I got up when the smoke alarm went off, as you do, and turned it off, turned off the hob, poured cold water into the smoking noodles and walked into the living room where the computer genius was. It took 20 seconds of rough shaking to rouse him. I actually kind of enjoyed that bit. You might think of that as a highlight. In hindsight I should have made more of that. I opened the window and went back into the kitchen to turn on the extractor fan and by the time I got back to the living room he'd got up, closed the window, and passed out again on the sofa. What a fucking retard.
This morning I got up and on my way to the bathroom heard my name being shouted from the spare room. "What's the matter" he says. "It wasn't so bad" he says. Wasn't so bad. I've had the windows open most of the morning and the place still stinks of burnt noodles. He had passed out and hadn't even stirred when the smoke alarm had gone off. We don't have any contents insurance because he said he'd sort it out 3 years ago and then did fuck all. He won't even sign his fucking 'death in service' insurance over to me even though we're fucking married. If he had managed to set fire to the kitchen, himself, the flat and most importantly my uninsured stash and even me in the bedroom I'd have been left with nothing except some memories of how fucking typical the whole thing was. It's also left me feeling slightly narked. Can you tell?

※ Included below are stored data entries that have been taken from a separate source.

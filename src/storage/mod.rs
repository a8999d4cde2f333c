//! Snapshot persistence.
//!
//! Every flow writes exactly one snapshot file:
//!
//! ```text
//! {output_dir}/
//! ├── schools.json          # merged basic + detail + enhanced
//! ├── majors.json
//! ├── scores.json           # per-school score lines
//! ├── school_scores.json    # per-province minimum scores
//! └── plans.json            # admission plans
//! ```
//!
//! Each file is a `{update_time, count, data}` envelope. Readers also
//! accept a bare list of records, which older exports used.

pub mod local;

use async_trait::async_trait;
use chrono::Local;
use serde::{Deserialize, Serialize};
use serde_json::Value;

use crate::error::Result;
use crate::models::{EntityId, Record};

pub use local::LocalStorage;

/// `update_time` layout (local time, second precision).
pub const UPDATE_TIME_FORMAT: &str = "%Y-%m-%d %H:%M:%S";

/// The on-disk envelope.
#[derive(Debug, Clone, PartialEq, Serialize, Deserialize)]
pub struct Snapshot<T> {
    #[serde(default)]
    pub update_time: String,
    #[serde(default)]
    pub count: usize,
    pub data: Vec<T>,
}

impl<T> Snapshot<T> {
    pub fn new(data: Vec<T>) -> Self {
        Self {
            update_time: Local::now().format(UPDATE_TIME_FORMAT).to_string(),
            count: data.len(),
            data,
        }
    }
}

/// Any accepted snapshot file layout. Elements are read loosely so one
/// malformed entry does not make the whole file unreadable.
#[derive(Deserialize)]
#[serde(untagged)]
enum SnapshotFile {
    Envelope {
        #[serde(default)]
        update_time: String,
        data: Vec<Value>,
    },
    Bare(Vec<Value>),
}

/// Keep the object elements of `data` as records.
fn records(data: Vec<Value>) -> Vec<Record> {
    let total = data.len();
    let records: Vec<Record> = data
        .into_iter()
        .filter(Value::is_object)
        .filter_map(|value| serde_json::from_value(value).ok())
        .collect();
    if records.len() < total {
        log::warn!(
            "Skipped {} snapshot entries that are not records",
            total - records.len()
        );
    }
    records
}

impl From<SnapshotFile> for Snapshot<Record> {
    fn from(file: SnapshotFile) -> Self {
        let (update_time, data) = match file {
            SnapshotFile::Envelope { update_time, data } => (update_time, records(data)),
            SnapshotFile::Bare(data) => (String::new(), records(data)),
        };
        Snapshot {
            update_time,
            count: data.len(),
            data,
        }
    }
}

/// Parse snapshot bytes in either accepted layout.
pub fn parse_snapshot(bytes: &[u8]) -> Result<Snapshot<Record>> {
    let file: SnapshotFile = serde_json::from_slice(bytes)?;
    Ok(file.into())
}

/// Metadata about a snapshot write.
#[derive(Debug, Clone)]
pub struct WriteMetadata {
    /// Snapshot file name relative to the storage root
    pub key: String,
    pub count: usize,
    pub bytes: usize,
}

/// Trait for snapshot storage backends.
#[async_trait]
pub trait SnapshotStorage: Send + Sync {
    /// Replace snapshot `key` with `records`. The write is atomic: readers
    /// see either the old file or the new one.
    async fn write_snapshot(&self, key: &str, records: &[Record]) -> Result<WriteMetadata>;

    /// Read snapshot `key`; `None` when it does not exist.
    async fn read_snapshot(&self, key: &str) -> Result<Option<Snapshot<Record>>>;

    /// Entity ids of the records in snapshot `key`, in file order.
    ///
    /// Records without an id are skipped; `sample` caps how many records
    /// are looked at. `None` when the snapshot does not exist.
    async fn entity_ids(
        &self,
        key: &str,
        id_field: &str,
        sample: Option<usize>,
    ) -> Result<Option<Vec<EntityId>>> {
        let Some(snapshot) = self.read_snapshot(key).await? else {
            return Ok(None);
        };
        let limit = sample.unwrap_or(usize::MAX);
        let ids = snapshot
            .data
            .iter()
            .take(limit)
            .filter_map(|record| record.id(id_field))
            .collect();
        Ok(Some(ids))
    }
}
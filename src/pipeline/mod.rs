//! Harvest stages and the context they share.
//!
//! - `run_schools`: basic listing + per-school detail + enhanced listing, merged
//! - `run_majors`: major listing (several payload shapes per page)
//! - `run_scores`: per school × year score lines
//! - `run_school_scores`: per-province minimum scores from static school info
//! - `run_plans`: per school × year × province admission plans
//!
//! Every stage writes its snapshot even when it fails, then reports the
//! failure as an error.

pub mod majors;
pub mod merge;
pub mod normalize;
pub mod plans;
pub mod school_scores;
pub mod schools;
pub mod scores;
pub mod summary;

use std::sync::Arc;
use std::time::Duration;

use chrono::{DateTime, Utc};
use tokio_util::sync::CancellationToken;

use crate::error::{AppError, FetchError, Result};
use crate::models::{Config, EntityId, Record};
use crate::services::{RequestEngine, RetryPolicy, Signer, Transport};
use crate::storage::SnapshotStorage;

pub use majors::run_majors;
pub use merge::{MergeOutcome, MergeReport, SourceBatch, SourceReport, merge};
pub use normalize::{EntityType, FieldSpec, normalize, raw_id};
pub use plans::run_plans;
pub use school_scores::run_school_scores;
pub use schools::run_schools;
pub use scores::run_scores;
pub use summary::RunSummary;

/// Snapshot file names.
pub const SCHOOLS_FILE: &str = "schools.json";
pub const MAJORS_FILE: &str = "majors.json";
pub const SCORES_FILE: &str = "scores.json";
pub const SCHOOL_SCORES_FILE: &str = "school_scores.json";
pub const PLANS_FILE: &str = "plans.json";

/// Everything a stage needs: configuration, the shared request engine
/// and the snapshot store.
pub struct Harvest {
    config: Config,
    engine: Arc<RequestEngine>,
    storage: Arc<dyn SnapshotStorage>,
    signer: Option<Signer>,
}

impl Harvest {
    pub fn new(
        config: Config,
        transport: Arc<dyn Transport>,
        storage: Arc<dyn SnapshotStorage>,
        cancel: CancellationToken,
    ) -> Result<Self> {
        let signer = Signer::from_config(&config.signature)?;
        let engine = RequestEngine::new(transport, &config).with_cancellation(cancel);
        Ok(Self {
            config,
            engine: Arc::new(engine),
            storage,
            signer,
        })
    }

    pub fn config(&self) -> &Config {
        &self.config
    }

    pub fn engine(&self) -> &Arc<RequestEngine> {
        &self.engine
    }

    pub fn storage(&self) -> &dyn SnapshotStorage {
        self.storage.as_ref()
    }

    pub fn signer(&self) -> Option<&Signer> {
        self.signer.as_ref()
    }

    pub fn is_cancelled(&self) -> bool {
        self.engine.cancellation().is_cancelled()
    }

    /// Retry policy with the configured base delay.
    pub fn policy(&self, max_attempts: u32) -> RetryPolicy {
        RetryPolicy::new(max_attempts, self.config.retry.base_delay())
    }

    /// Parallel per-entity requests, clamped to 1..=4.
    pub fn concurrency(&self) -> usize {
        self.config.harvest.concurrency.clamp(1, 4)
    }

    /// School ids from the schools snapshot, capped by `sample_schools`.
    ///
    /// `None` (with a warning) when the snapshot is missing, unreadable or
    /// carries no ids; the calling stage is then skipped.
    pub async fn school_ids(&self, stage: &str) -> Option<Vec<EntityId>> {
        let ids = self
            .storage
            .entity_ids(
                SCHOOLS_FILE,
                EntityType::School.id_field(),
                self.config.harvest.sample_schools,
            )
            .await;
        let ids = match ids {
            Ok(ids) => ids,
            Err(e) => {
                log::warn!("{stage}: {SCHOOLS_FILE} is unreadable ({e}), skipping");
                return None;
            }
        };
        match ids {
            None => {
                log::warn!("{stage}: {SCHOOLS_FILE} not found, run the schools stage first");
                None
            }
            Some(ids) if ids.is_empty() => {
                log::warn!("{stage}: {SCHOOLS_FILE} holds no school ids");
                None
            }
            Some(ids) => {
                log::info!("{stage}: read {} school ids from {SCHOOLS_FILE}", ids.len());
                Some(ids)
            }
        }
    }

    /// Write the stage snapshot, then turn the tally into the stage result.
    async fn finish(
        &self,
        stage: &'static str,
        file: &'static str,
        started: DateTime<Utc>,
        records: Vec<Record>,
        tally: Tally,
    ) -> Result<StageReport> {
        let meta = self.storage.write_snapshot(file, &records).await?;
        RunSummary::from_records(&records).log(stage);

        let report = StageReport {
            stage,
            file,
            records: meta.count,
            requests: tally.requests,
            failures: tally.failures,
            skipped: false,
            started,
            finished: Utc::now(),
        };
        log::info!(
            "{}: {} records, {} requests, {} failed ({:.1}s)",
            stage,
            report.records,
            report.requests,
            report.failures,
            report.elapsed().as_secs_f64()
        );

        match tally.fatal {
            Some(reason) => Err(AppError::stage(stage, reason)),
            None => Ok(report),
        }
    }
}

/// Outcome of one stage run.
#[derive(Debug, Clone)]
pub struct StageReport {
    pub stage: &'static str,
    pub file: &'static str,
    pub records: usize,
    pub requests: usize,
    pub failures: usize,
    /// Stage did not run (missing input snapshot)
    pub skipped: bool,
    pub started: DateTime<Utc>,
    pub finished: DateTime<Utc>,
}

impl StageReport {
    fn skipped(stage: &'static str, file: &'static str) -> Self {
        let now = Utc::now();
        Self {
            stage,
            file,
            records: 0,
            requests: 0,
            failures: 0,
            skipped: true,
            started: now,
            finished: now,
        }
    }

    pub fn elapsed(&self) -> Duration {
        (self.finished - self.started).to_std().unwrap_or_default()
    }
}

/// Per-entity request bookkeeping of a stage.
#[derive(Debug, Default)]
struct Tally {
    requests: usize,
    failures: usize,
    /// Reason the stage as a whole failed, if it did
    fatal: Option<String>,
}

impl Tally {
    fn record(&mut self, result: &std::result::Result<(), FetchError>) {
        self.requests += 1;
        match result {
            Ok(()) | Err(FetchError::NotFound) => {}
            Err(FetchError::Cancelled) => {
                self.failures += 1;
                self.fatal.get_or_insert_with(|| "cancelled".to_string());
            }
            Err(_) => self.failures += 1,
        }
    }

    fn absorb(&mut self, other: Tally) {
        self.requests += other.requests;
        self.failures += other.failures;
        if self.fatal.is_none() {
            self.fatal = other.fatal;
        }
    }

    fn fail(&mut self, reason: impl Into<String>) {
        self.fatal.get_or_insert_with(|| reason.into());
    }

    /// A stage where every request failed produced nothing trustworthy.
    fn close(mut self) -> Self {
        if self.fatal.is_none() && self.requests > 0 && self.failures == self.requests {
            self.fatal = Some(format!("all {} requests failed", self.requests));
        }
        self
    }
}

/// Copy `raw` and stamp `fields` over it before normalization.
fn with_context(raw: &serde_json::Value, fields: &[(&str, serde_json::Value)]) -> serde_json::Value {
    let mut object = raw.as_object().cloned().unwrap_or_default();
    for (key, value) in fields {
        object.insert((*key).to_string(), value.clone());
    }
    serde_json::Value::Object(object)
}
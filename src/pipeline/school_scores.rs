// src/pipeline/school_scores.rs

//! Provincial minimum stage: each school's static info document carries a
//! `province_score_min` map; every entry becomes one record in
//! `school_scores.json`.

use chrono::Utc;
use futures::{StreamExt, stream};
use serde_json::{Map, Value};

use super::normalize::{EntityType, normalize};
use super::{Harvest, SCHOOL_SCORES_FILE, StageReport, Tally, with_context};
use crate::error::{FetchError, Result};
use crate::models::{EntityId, Payload, Record, data_payload, province};
use crate::services::ApiRequest;
use crate::utils::join_url;

pub async fn run_school_scores(harvest: &Harvest) -> Result<StageReport> {
    let started = Utc::now();
    let Some(school_ids) = harvest.school_ids("school_scores").await else {
        return Ok(StageReport::skipped("school_scores", SCHOOL_SCORES_FILE));
    };

    let total = school_ids.len();
    let results: Vec<std::result::Result<Vec<Record>, FetchError>> =
        stream::iter(school_ids.iter().enumerate())
            .map(|(idx, school_id)| async move {
                let result = school_minimums(harvest, school_id).await;
                match &result {
                    Ok(records) if records.is_empty() => {
                        log::debug!("school_scores: school {school_id} has no provincial minimums")
                    }
                    Ok(_) => {}
                    Err(e) => log::warn!("school_scores: school {school_id} failed: {e}"),
                }
                if (idx + 1) % 10 == 0 || idx + 1 == total {
                    log::info!("school_scores: {}/{} schools processed", idx + 1, total);
                }
                result
            })
            .buffered(harvest.concurrency())
            .collect()
            .await;

    let mut records = Vec::new();
    let mut tally = Tally::default();
    for result in results {
        tally.record(&result.as_ref().map(|_| ()).map_err(|e| e.clone()));
        if let Ok(school_records) = result {
            records.extend(school_records);
        }
    }

    harvest
        .finish(
            "school_scores",
            SCHOOL_SCORES_FILE,
            started,
            records,
            tally.close(),
        )
        .await
}

async fn school_minimums(
    harvest: &Harvest,
    school_id: &EntityId,
) -> std::result::Result<Vec<Record>, FetchError> {
    let config = harvest.config();
    let url = join_url(
        &config.http.static_url,
        &format!("school/{school_id}/info.json"),
    );
    let result = harvest
        .engine()
        .execute(&ApiRequest::get(url), harvest.policy(config.retry.max_attempts))
        .await;

    let records = match result {
        Ok(body) => match data_payload(&body) {
            Some(Payload::Object(info)) => province_minimums(school_id, &info),
            _ => Vec::new(),
        },
        Err(FetchError::NotFound) => Vec::new(),
        Err(e) => return Err(e),
    };
    harvest.engine().pause(config.pacing.school_score).await?;
    Ok(records)
}

/// One record per province entry of the info document.
fn province_minimums(school_id: &EntityId, info: &Map<String, Value>) -> Vec<Record> {
    let Some(Value::Object(by_province)) = info.get("province_score_min") else {
        return Vec::new();
    };
    let school_name = info.get("name").cloned().unwrap_or(Value::Null);

    by_province
        .iter()
        .filter(|(_, entry)| entry.is_object())
        .map(|(province_id, entry)| {
            let mut context = vec![
                ("school_id", school_id.to_value()),
                ("school_name", school_name.clone()),
                ("province_id", Value::from(province_id.as_str())),
                ("province", Value::from(province::province_name(province_id))),
            ];
            if let Some(code) = entry.get("type").filter(|t| !t.is_null()) {
                let code = match code {
                    Value::String(s) => s.clone(),
                    other => other.to_string(),
                };
                context.push(("type_name", Value::from(province::subject_type_name(&code))));
            }
            normalize(&with_context(entry, &context), EntityType::SchoolScore)
        })
        .collect()
}
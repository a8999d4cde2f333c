//! Service layer for the harvester.
//!
//! This module contains the crawl engine:
//! - Request signing (`Signer`)
//! - Adaptive rate-limit backoff (`Backoff`)
//! - The transport seam (`Transport`) and a recorded-reply implementation
//! - Retrying request execution (`RequestEngine`)
//! - Page-by-page listing sweeps (`Paginator`)

mod backoff;
mod paginate;
mod replay;
mod request;
mod signature;
mod transport;

pub use backoff::{Backoff, jittered, pause_duration};
pub use paginate::{PageSource, Paginator, Sweep, Termination};
pub use replay::{Matcher, ReplayTransport, Reply};
pub use request::{EngineStats, RequestEngine, RetryPolicy};
pub use signature::Signer;
pub use transport::{ApiRequest, HttpResponse, Method, Transport, TransportError};
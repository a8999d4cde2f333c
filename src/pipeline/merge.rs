// src/pipeline/merge.rs

//! Multi-source merge of partial records sharing an entity id.

use indexmap::IndexMap;

use crate::models::{EntityId, Record};

/// Canonical records produced by one source's sweep, keyed by id.
#[derive(Debug, Clone, Default)]
pub struct SourceBatch {
    pub name: String,
    pub records: IndexMap<EntityId, Record>,
}

impl SourceBatch {
    pub fn new(name: impl Into<String>) -> Self {
        Self {
            name: name.into(),
            records: IndexMap::new(),
        }
    }

    /// Collect records under the id stored in `id_field`; records without
    /// an id are skipped, and a repeated id overlays the earlier record.
    pub fn from_records(
        name: impl Into<String>,
        id_field: &str,
        records: impl IntoIterator<Item = Record>,
    ) -> Self {
        let mut batch = Self::new(name);
        for record in records {
            batch.push(id_field, record);
        }
        batch
    }

    /// Add one record; returns `false` when it carries no id.
    pub fn push(&mut self, id_field: &str, record: Record) -> bool {
        let Some(id) = record.id(id_field) else {
            return false;
        };
        match self.records.get_mut(&id) {
            Some(existing) => {
                existing.overlay(&record);
            }
            None => {
                self.records.insert(id, record);
            }
        }
        true
    }

    pub fn len(&self) -> usize {
        self.records.len()
    }

    pub fn is_empty(&self) -> bool {
        self.records.is_empty()
    }
}

/// How one overlay source fared against the base population.
#[derive(Debug, Clone, PartialEq, Eq)]
pub struct SourceReport {
    pub name: String,
    pub matched: usize,
    pub dropped: usize,
}

#[derive(Debug, Clone, PartialEq, Eq, Default)]
pub struct MergeReport {
    pub base: String,
    pub base_count: usize,
    pub sources: Vec<SourceReport>,
}

#[derive(Debug, Clone, Default)]
pub struct MergeOutcome {
    pub records: IndexMap<EntityId, Record>,
    pub report: MergeReport,
}

impl MergeOutcome {
    pub fn into_records(self) -> Vec<Record> {
        self.records.into_values().collect()
    }
}

/// Merge ordered source batches into one record per base id.
///
/// The first batch fixes the population and its order. Each later batch
/// overlays its provided fields onto matching records (last writer wins);
/// ids unknown to the base are dropped and counted.
pub fn merge(sources: Vec<SourceBatch>) -> MergeOutcome {
    let mut sources = sources.into_iter();
    let Some(base) = sources.next() else {
        return MergeOutcome::default();
    };

    let mut report = MergeReport {
        base: base.name.clone(),
        base_count: base.records.len(),
        sources: Vec::new(),
    };
    let mut records = base.records;

    for source in sources {
        let mut matched = 0;
        let mut dropped = 0;
        for (id, overlay) in &source.records {
            match records.get_mut(id) {
                Some(target) => {
                    target.overlay(overlay);
                    matched += 1;
                }
                None => dropped += 1,
            }
        }

        log::info!(
            "Merged {}: {}/{} records matched, {} dropped",
            source.name,
            matched,
            report.base_count,
            dropped
        );
        report.sources.push(SourceReport {
            name: source.name,
            matched,
            dropped,
        });
    }

    MergeOutcome { records, report }
}
//! Harvester CLI
//!
//! Runs one harvest stage (or all of them) against the live upstream and
//! writes the snapshots into the output directory.

use std::path::PathBuf;
use std::sync::Arc;

use clap::builder::BoolishValueParser;
use clap::{Args, Parser, Subcommand};
use harvester::{
    error::{AppError, Result},
    models::{Config, parse_years},
    pipeline::{self, Harvest, StageReport},
    services::Signer,
    storage::{LocalStorage, SnapshotStorage},
    utils::http::HttpTransport,
};
use tokio_util::sync::CancellationToken;

/// harvester - admissions data harvester
#[derive(Parser, Debug)]
#[command(
    name = "harvester",
    version,
    about = "Harvests schools, majors, score lines and admission plans"
)]
struct Cli {
    /// Path to the TOML configuration file
    #[arg(short, long, default_value = "harvester.toml")]
    config: PathBuf,

    /// Enable verbose logging
    #[arg(short, long, global = true)]
    verbose: bool,

    #[command(flatten)]
    overrides: Overrides,

    #[command(subcommand)]
    command: Command,
}

/// Settings that override the configuration file.
#[derive(Args, Debug, Default)]
struct Overrides {
    /// Directory receiving the snapshots
    #[arg(long, global = true)]
    output_dir: Option<PathBuf>,

    /// Pages of the school listings to request
    #[arg(long, env = "MAX_PAGES", global = true)]
    max_pages: Option<u32>,

    /// Fetch per-school detail records
    #[arg(long, env = "FETCH_DETAIL", global = true, value_parser = BoolishValueParser::new())]
    fetch_detail: Option<bool>,

    /// Fetch the signed enhanced school listing
    #[arg(long, env = "FETCH_ENHANCED", global = true, value_parser = BoolishValueParser::new())]
    fetch_enhanced: Option<bool>,

    /// Only use the first N schools of schools.json
    #[arg(long, env = "SAMPLE_SCHOOLS", global = true)]
    sample_schools: Option<usize>,

    /// Score-line years: "2023-2025", "2025,2024" or one year
    #[arg(long, env = "SCORE_YEARS", global = true)]
    score_years: Option<String>,

    /// Plan years: "2023-2025", "2025,2024" or one year
    #[arg(long, env = "PLAN_YEARS", global = true)]
    plan_years: Option<String>,

    /// Comma-separated province ids to query for plans
    #[arg(long, global = true, value_delimiter = ',')]
    plan_provinces: Vec<String>,

    /// Parallel per-school requests (1-4)
    #[arg(long, global = true)]
    concurrency: Option<usize>,

    /// Session cookie sent with every request
    #[arg(long, env = "GAOKAO_COOKIE", global = true, hide_env_values = true)]
    cookie: Option<String>,
}

impl Overrides {
    fn apply(self, config: &mut Config) -> Result<()> {
        let harvest = &mut config.harvest;
        if let Some(dir) = self.output_dir {
            config.paths.output_dir = dir;
        }
        if let Some(pages) = self.max_pages {
            harvest.max_pages = pages;
        }
        if let Some(on) = self.fetch_detail {
            harvest.fetch_detail = on;
        }
        if let Some(on) = self.fetch_enhanced {
            harvest.fetch_enhanced = on;
        }
        if self.sample_schools.is_some() {
            harvest.sample_schools = self.sample_schools;
        }
        if let Some(years) = self.score_years {
            harvest.score_years = parse_years(&years)?;
        }
        if let Some(years) = self.plan_years {
            harvest.plan_years = parse_years(&years)?;
        }
        if !self.plan_provinces.is_empty() {
            harvest.plan_province_ids = self.plan_provinces;
        }
        if let Some(n) = self.concurrency {
            harvest.concurrency = n;
        }
        if self.cookie.is_some() {
            config.http.cookie = self.cookie;
        }
        Ok(())
    }
}

#[derive(Subcommand, Debug)]
enum Command {
    /// Harvest schools (basic listing, detail, enhanced listing)
    Schools,

    /// Harvest the major catalogue
    Majors,

    /// Harvest score lines for the schools in schools.json
    Scores,

    /// Harvest per-province minimum scores for the schools in schools.json
    SchoolScores,

    /// Harvest admission plans for the schools in schools.json
    Plans,

    /// Run every stage: schools → majors → scores → school-scores → plans
    All,

    /// Validate configuration
    Validate,

    /// Show snapshot info
    Info,
}

/// Initialize logging based on verbosity flag.
fn init_logging(verbose: bool) {
    let level = if verbose { "debug" } else { "info" };
    env_logger::Builder::from_env(env_logger::Env::default().default_filter_or(level))
        .format_timestamp_secs()
        .init();
}

/// Cancel the run on Ctrl-C; in-flight sleeps and requests stop promptly.
fn cancel_on_ctrl_c() -> CancellationToken {
    let token = CancellationToken::new();
    let trigger = token.clone();
    tokio::spawn(async move {
        if tokio::signal::ctrl_c().await.is_ok() {
            log::warn!("Interrupted, cancelling in-flight requests...");
            trigger.cancel();
        }
    });
    token
}

/// Main entry point for the CLI application.
#[tokio::main]
async fn main() -> Result<()> {
    let cli = Cli::parse();
    init_logging(cli.verbose);

    log::info!("harvester starting...");

    let mut config = if cli.config.exists() {
        let config = Config::load_or_default(&cli.config);
        log::info!("Loaded configuration from {}", cli.config.display());
        config
    } else {
        log::info!("{} not found, using defaults", cli.config.display());
        Config::default()
    };
    cli.overrides.apply(&mut config)?;

    let storage = Arc::new(LocalStorage::new(&config.paths.output_dir));

    match cli.command {
        Command::Validate => {
            log::info!("Validating configuration...");
            if let Err(e) = config.validate() {
                log::error!("Config validation failed: {}", e);
                return Err(e);
            }
            match Signer::from_config(&config.signature)? {
                Some(_) => log::info!("✓ Signature secret configured"),
                None => log::warn!("No signature secret: the enhanced listing is sent unsigned"),
            }
            log::info!("All validations passed!");
            return Ok(());
        }

        Command::Info => {
            show_info(&config, storage.as_ref()).await?;
            return Ok(());
        }

        _ => {}
    }

    config.validate()?;
    let transport = Arc::new(HttpTransport::from_config(&config.http)?);
    let harvest = Harvest::new(config, transport, storage, cancel_on_ctrl_c())?;

    let result = match cli.command {
        Command::Schools => report(Stage::Schools.run(&harvest).await),
        Command::Majors => report(Stage::Majors.run(&harvest).await),
        Command::Scores => report(Stage::Scores.run(&harvest).await),
        Command::SchoolScores => report(Stage::SchoolScores.run(&harvest).await),
        Command::Plans => report(Stage::Plans.run(&harvest).await),
        Command::All => run_all(&harvest).await,
        Command::Validate | Command::Info => Ok(()),
    };

    let stats = harvest.engine().stats();
    log::info!(
        "Requests: {} sent, {} transport retries, {} rate-limit signals, {} failed",
        stats.requests,
        stats.transport_retries,
        stats.rate_limit_signals,
        stats.failures
    );

    result?;
    log::info!("Done!");
    Ok(())
}

/// Log a stage outcome and pass it on.
fn report(result: Result<StageReport>) -> Result<()> {
    match result {
        Ok(report) if report.skipped => {
            log::warn!("{}: skipped", report.stage);
            Ok(())
        }
        Ok(report) => {
            log::info!(
                "✓ {}: {} records saved to {}",
                report.stage,
                report.records,
                report.file
            );
            Ok(())
        }
        Err(e) => {
            log::error!("{}", e);
            Err(e)
        }
    }
}

/// Harvest stages in dependency order.
#[derive(Debug, Clone, Copy)]
enum Stage {
    Schools,
    Majors,
    Scores,
    SchoolScores,
    Plans,
}

impl Stage {
    const ALL: [Stage; 5] = [
        Stage::Schools,
        Stage::Majors,
        Stage::Scores,
        Stage::SchoolScores,
        Stage::Plans,
    ];

    fn name(self) -> &'static str {
        match self {
            Stage::Schools => "schools",
            Stage::Majors => "majors",
            Stage::Scores => "scores",
            Stage::SchoolScores => "school_scores",
            Stage::Plans => "plans",
        }
    }

    async fn run(self, harvest: &Harvest) -> Result<StageReport> {
        match self {
            Stage::Schools => pipeline::run_schools(harvest).await,
            Stage::Majors => pipeline::run_majors(harvest).await,
            Stage::Scores => pipeline::run_scores(harvest).await,
            Stage::SchoolScores => pipeline::run_school_scores(harvest).await,
            Stage::Plans => pipeline::run_plans(harvest).await,
        }
    }
}

/// Every stage in order. A failed stage does not stop later ones unless
/// the run was cancelled.
async fn run_all(harvest: &Harvest) -> Result<()> {
    let mut failed = Vec::new();

    for stage in Stage::ALL {
        if harvest.is_cancelled() {
            failed.push(stage.name());
            continue;
        }
        log::info!("=== Stage: {} ===", stage.name());
        if report(stage.run(harvest).await).is_err() {
            failed.push(stage.name());
        }
    }

    if failed.is_empty() {
        Ok(())
    } else {
        Err(AppError::stage("all", format!("failed stages: {}", failed.join(", "))))
    }
}

async fn show_info(config: &Config, storage: &dyn SnapshotStorage) -> Result<()> {
    log::info!("Output directory: {}", config.paths.output_dir.display());
    for file in [
        pipeline::SCHOOLS_FILE,
        pipeline::MAJORS_FILE,
        pipeline::SCORES_FILE,
        pipeline::SCHOOL_SCORES_FILE,
        pipeline::PLANS_FILE,
    ] {
        match storage.read_snapshot(file).await {
            Ok(Some(snapshot)) => log::info!(
                "{}: {} records (updated {})",
                file,
                snapshot.count,
                if snapshot.update_time.is_empty() {
                    "unknown"
                } else {
                    snapshot.update_time.as_str()
                }
            ),
            Ok(None) => log::info!("{}: not found", file),
            Err(e) => log::warn!("{}: unreadable ({})", file, e),
        }
    }
    Ok(())
}

#[cfg(test)]
mod tests {
    use super::*;

    #[test]
    fn stages_run_in_dependency_order() {
        let names: Vec<&str> = Stage::ALL.iter().map(|s| s.name()).collect();
        assert_eq!(
            names,
            ["schools", "majors", "scores", "school_scores", "plans"]
        );
    }
}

Now when he reads this he's going to be pissed off and use that to try and gain the upper hand in the grumpy stakes. But do you know what? I don't fucking care. I am so pissed off with him. I just booked a 5 star cruise down the nile for october. I should be happy. I should be floaty light. I should possibly stop using the word' should' so much since i regularly lecture others on how that kind of phrasing leads to depression and despair. Perhaps actually I 'should' just stop blogging and go and do something fun.